Zderzenie na rondzie
Jak wynika z nagrania pochodzącego z samochodu uczestnika zdarzenia, kierowca szwedzkiego SUV-a zdecydował się przeciąć tor jazdy innego użytkownika ruchu. Tym sposobem znalazł się na kursie kolizyjnym.
Doszło do zderzenia, w którym ucierpiały na szczęście tylko samochody. Uszkodzone zostały zderzaki, błotniki, reflektory i atrapy chłodnic. Oba pojazdy były zdolne do samodzielnego opuszczenia ronda w celu udrożnienia w ruchu.
Sprawcą zdarzenia został kierowca Volvo, który nie ustąpił pierwszeństwa. Miał prawo przeciąć tor jazdy, ale z uwzględnieniem przepuszczenia uczestników ruchu, którzy z niego korzystali.
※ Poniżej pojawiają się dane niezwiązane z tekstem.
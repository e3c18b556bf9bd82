use std::fmt;

#[derive(Debug, Clone, PartialEq)]
pub enum SchemaError {
    NotFound(String),
    InvalidField(String),
    InvalidTransform(String),
    InvalidRule(String),
    InvalidData(String),
}

impl fmt::Display for SchemaError {
    fn fmt(&self, f: &mut fmt::Formatter) -> fmt::Result {
        match self {
            SchemaError::NotFound(msg) => write!(f, "Not found: {}", msg),
            SchemaError::InvalidField(msg) => write!(f, "Invalid field: {}", msg),
            SchemaError::InvalidTransform(msg) => write!(f, "Invalid transform: {}", msg),
            SchemaError::InvalidRule(msg) => write!(f, "Invalid rule: {}", msg),
            SchemaError::InvalidData(msg) => write!(f, "Invalid data: {}", msg),
        }
    }
}

impl std::error::Error for SchemaError {}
To oczywiście jeden z bardzo wielu przykładów niepożądanych zdarzeń na rondach. Kierowcy nie zawsze wiedzą, jak poruszać się w ruchu okrężnym i nie zwracają uwagi na zbliżające się pojazdy.
Rondo turbinowe jest znacznie trudniejsze do pokonania, niż klasyczne z jednym pasem. Każdy posiadacz prawa jazdy powinien jednak umieć z niego korzystać.